La situación de los combustibles más que mostrar un aumento de su precio, reflejan la ineficiencia, la falta de contemplación a los sectores que generan la riqueza en este país. Refleja todos los vicios que se prometieron sofocar, reflejan el cambio de postura por presiones corporativas, reflejan la utilización de argumentos ilegítimos para disimular las limitaciones propias, como el de comparar el precio del petróleo y los combustibles con los precios de exportación de nuestros productos.
En una clara intención de defender espacios de poder dentro del gobierno, utilizando datos de la realidad parciales que llevan al engaño a la opinión pública. La situación de los combustibles refleja también que no se quieren tocar intereses particulares, obligando a los sectores productivos a subsidiar la actividad empresarial de ciertas corporaciones.
Y que se entienda bien claro, la gente debe tener un boleto accesible, y si debe ser subsidiado que lo sea.
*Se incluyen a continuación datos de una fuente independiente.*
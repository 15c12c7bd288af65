//! Screen-space 2D pass drawn on top of the 3D frame (color legends).

use formats::{ColorMapWidget, Orientation};

use crate::backend::GpuError;

/// 2D drawing surface layered over the GPU canvas.
pub trait Overlay2d {
    /// Clears the overlay and sizes it to the canvas.
    fn begin(&mut self, width: u32, height: u32);
    fn draw_color_map(&mut self, layout: &ColorMapLayout) -> Result<(), GpuError>;
}

/// Pixel rectangle with a top-left origin, as 2D canvases use.
#[derive(Debug, Copy, Clone, PartialEq)]
pub struct PixelRect {
    pub x: f32,
    pub y: f32,
    pub width: f32,
    pub height: f32,
}

#[derive(Debug, Clone, PartialEq)]
pub struct GradientStop {
    /// Position along the bar, 0 at the minimum scalar.
    pub offset: f32,
    pub rgb: [u8; 3],
}

impl GradientStop {
    pub fn css(&self) -> String {
        format!("rgb({},{},{})", self.rgb[0], self.rgb[1], self.rgb[2])
    }
}

#[derive(Debug, Clone, PartialEq)]
pub struct Label {
    pub value: f32,
    pub text: String,
    /// Position along the bar, 0 at the minimum scalar.
    pub offset: f32,
}

/// Everything a 2D backend needs to paint one legend.
#[derive(Debug, Clone, PartialEq)]
pub struct ColorMapLayout {
    pub rect: PixelRect,
    pub orientation: Orientation,
    pub stops: Vec<GradientStop>,
    pub labels: Vec<Label>,
    pub title: String,
}

impl ColorMapLayout {
    /// Lays `widget` out on a `width` x `height` canvas. Widget fractions are
    /// measured from the bottom-left corner.
    pub fn compute(widget: &ColorMapWidget, width: u32, height: u32) -> Self {
        let (w, h) = (width as f32, height as f32);
        let [px, py] = widget.position;
        let [sx, sy] = widget.size;
        let rect = PixelRect {
            x: px * w,
            y: (1.0 - py - sy) * h,
            width: sx * w,
            height: sy * h,
        };

        let (lo, hi) = widget.range().unwrap_or((0.0, 0.0));
        let span = hi - lo;
        let offset = |scalar: f32| {
            if span > 0.0 {
                ((scalar - lo) / span).clamp(0.0, 1.0)
            } else {
                0.0
            }
        };

        let stops = widget
            .stops
            .iter()
            .map(|stop| GradientStop {
                offset: offset(stop.scalar),
                rgb: stop.rgb.map(|c| (c.clamp(0.0, 1.0) * 255.0).round() as u8),
            })
            .collect();

        let count = usize::from(widget.num_labels);
        let labels = if widget.stops.is_empty() {
            Vec::new()
        } else {
            (0..count)
                .map(|i| {
                    let t = if count > 1 { i as f32 / (count - 1) as f32 } else { 0.0 };
                    let value = lo + span * t;
                    Label {
                        value,
                        text: format_label(value),
                        offset: t,
                    }
                })
                .collect()
        };

        Self {
            rect,
            orientation: widget.orientation,
            stops,
            labels,
            title: widget.title.clone(),
        }
    }
}

/// Short numeric label: fixed notation for moderate magnitudes, scientific
/// otherwise.
pub fn format_label(value: f32) -> String {
    let magnitude = value.abs();
    if value == 0.0 {
        "0".to_string()
    } else if !(1e-3..1e5).contains(&magnitude) {
        format!("{value:.3e}")
    } else {
        let text = format!("{value:.3}");
        text.trim_end_matches('0').trim_end_matches('.').to_string()
    }
}

#[cfg(test)]
mod tests {
    use super::*;
    use formats::ColorStop;
    use pretty_assertions::assert_eq;

    fn widget(num_labels: u8) -> ColorMapWidget {
        ColorMapWidget {
            position: [0.25, 0.25],
            size: [0.5, 0.25],
            stops: vec![
                ColorStop {
                    scalar: -1.0,
                    rgb: [0.0, 0.0, 1.0],
                },
                ColorStop {
                    scalar: 3.0,
                    rgb: [1.0, 0.0, 0.0],
                },
            ],
            orientation: Orientation::Horizontal,
            num_labels,
            title: "Pressure".to_string(),
        }
    }

    #[test]
    fn rect_is_flipped_to_top_left_origin() {
        let layout = ColorMapLayout::compute(&widget(0), 1000, 400);
        assert_eq!(
            layout.rect,
            PixelRect {
                x: 250.0,
                y: 200.0,
                width: 500.0,
                height: 100.0,
            }
        );
        assert_eq!(layout.title, "Pressure");
    }

    #[test]
    fn stops_are_normalized_over_the_scalar_range() {
        let layout = ColorMapLayout::compute(&widget(0), 100, 100);
        assert_eq!(layout.stops[0].offset, 0.0);
        assert_eq!(layout.stops[1].offset, 1.0);
        assert_eq!(layout.stops[1].css(), "rgb(255,0,0)");
    }

    #[test]
    fn labels_spread_from_min_to_max() {
        let layout = ColorMapLayout::compute(&widget(3), 100, 100);
        let texts: Vec<&str> = layout.labels.iter().map(|l| l.text.as_str()).collect();
        assert_eq!(texts, vec!["-1", "1", "3"]);
        assert_eq!(layout.labels[1].offset, 0.5);

        assert_eq!(ColorMapLayout::compute(&widget(1), 100, 100).labels[0].value, -1.0);
    }

    #[test]
    fn labels_switch_to_scientific_notation() {
        assert_eq!(format_label(0.0), "0");
        assert_eq!(format_label(2.5), "2.5");
        assert_eq!(format_label(123456.0), "1.235e5");
        assert_eq!(format_label(0.0001), "1.000e-4");
    }
}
Pero que no sea un subsidio a algunas empresas vinculadas al poder, y no siempre con el gasoil como ha sido hasta ahora.
Por que no aportan al subsidio otros sectores como el financiero con las extraordinarias ganancias de los últimos años?
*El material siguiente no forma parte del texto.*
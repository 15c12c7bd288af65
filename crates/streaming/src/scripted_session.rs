use std::cell::RefCell;
use std::collections::{BTreeMap, VecDeque};

use futures::FutureExt as _;
use futures::channel::oneshot;
use serde_json::Value;

use crate::protocol::{CallFuture, SessionChannel, TransportError};

enum Scripted {
    Ready(Result<String, TransportError>),
    Deferred(oneshot::Receiver<Result<String, TransportError>>),
}

/// In-process `SessionChannel` answering from a script. Downstream tests
/// enable it with the `testing` feature.
///
/// Responses are matched on method and arguments. The last ready response for
/// a call repeats; deferred responses resolve when their sender fires.
#[derive(Default)]
pub struct ScriptedSession {
    script: RefCell<BTreeMap<String, VecDeque<Scripted>>>,
    calls: RefCell<Vec<(String, Vec<Value>)>>,
}

fn script_key(method: &str, args: &[Value]) -> String {
    format!("{method}{}", Value::Array(args.to_vec()))
}

impl ScriptedSession {
    pub fn new() -> Self {
        Self::default()
    }

    pub fn respond(&self, method: &str, args: Vec<Value>, response: Result<String, TransportError>) {
        self.script
            .borrow_mut()
            .entry(script_key(method, &args))
            .or_default()
            .push_back(Scripted::Ready(response));
    }

    /// Scripts a response that stays pending until the returned sender fires.
    pub fn respond_later(
        &self,
        method: &str,
        args: Vec<Value>,
    ) -> oneshot::Sender<Result<String, TransportError>> {
        let (tx, rx) = oneshot::channel();
        self.script
            .borrow_mut()
            .entry(script_key(method, &args))
            .or_default()
            .push_back(Scripted::Deferred(rx));
        tx
    }

    pub fn calls(&self) -> Vec<(String, Vec<Value>)> {
        self.calls.borrow().clone()
    }

    pub fn call_count(&self, method: &str) -> usize {
        self.calls.borrow().iter().filter(|(m, _)| m == method).count()
    }
}

impl SessionChannel for ScriptedSession {
    fn call(&self, method: &str, args: Vec<Value>) -> CallFuture {
        let key = script_key(method, &args);
        self.calls.borrow_mut().push((method.to_string(), args));

        let next = {
            let mut script = self.script.borrow_mut();
            match script.get_mut(&key) {
                Some(q) => {
                    if q.len() == 1
                        && let Some(Scripted::Ready(r)) = q.front()
                    {
                        Some(Scripted::Ready(r.clone()))
                    } else {
                        q.pop_front()
                    }
                }
                None => None,
            }
        };

        match next {
            Some(Scripted::Ready(result)) => futures::future::ready(result).boxed_local(),
            Some(Scripted::Deferred(rx)) => {
                let method = method.to_string();
                rx.map(move |r| {
                    r.unwrap_or_else(|_| {
                        Err(TransportError::Unavailable(format!("{method} dropped")))
                    })
                })
                .boxed_local()
            }
            None => futures::future::ready(Err(TransportError::Remote {
                method: method.to_string(),
                message: "no scripted response".to_string(),
            }))
            .boxed_local(),
        }
    }
}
La situación de los combustibles refleja que no se quiere revisar el funcionamiento de Alur que lejos de beneficiar a los productores y toda la cadena de valor, se lleva la mayor parte de los recursos en un proceso industrial ineficiente con altos sueldos y baja productividad.
Los combustibles reflejan la ineficiencia de una ANCAP llena de intereses corporativos que perjudican a miles de puestos de trabajo en todo el país por falta de condiciones.
Los combustibles reflejan una enorme carga tributaria producto de un estado que no se optimiza.
Tuvimos que salir a las rutas a decir que seguimos esperando y apostando a los cambios necesarios.
Que como lo expresamos en la asamblea, seguiremos reivindicando la libertad de marcar lo que está mal, venga de donde venga.
Que no nos importa el color del gobierno de turno. Que el interés de Uruguay está muy por encima de los colores partidarios, y muy por encima de intereses corporativos.
Nos verán en las rutas hasta que las señales sean claras de que se procesan esos cambios necesarios comprometidos.
Nos verán en las rutas hasta que gobierno y oposición dignifiquen la función pública que se les confió. Eleven el nivel del debate democrático y trabajen por el bienestar de los uruguayos sin exclusiones.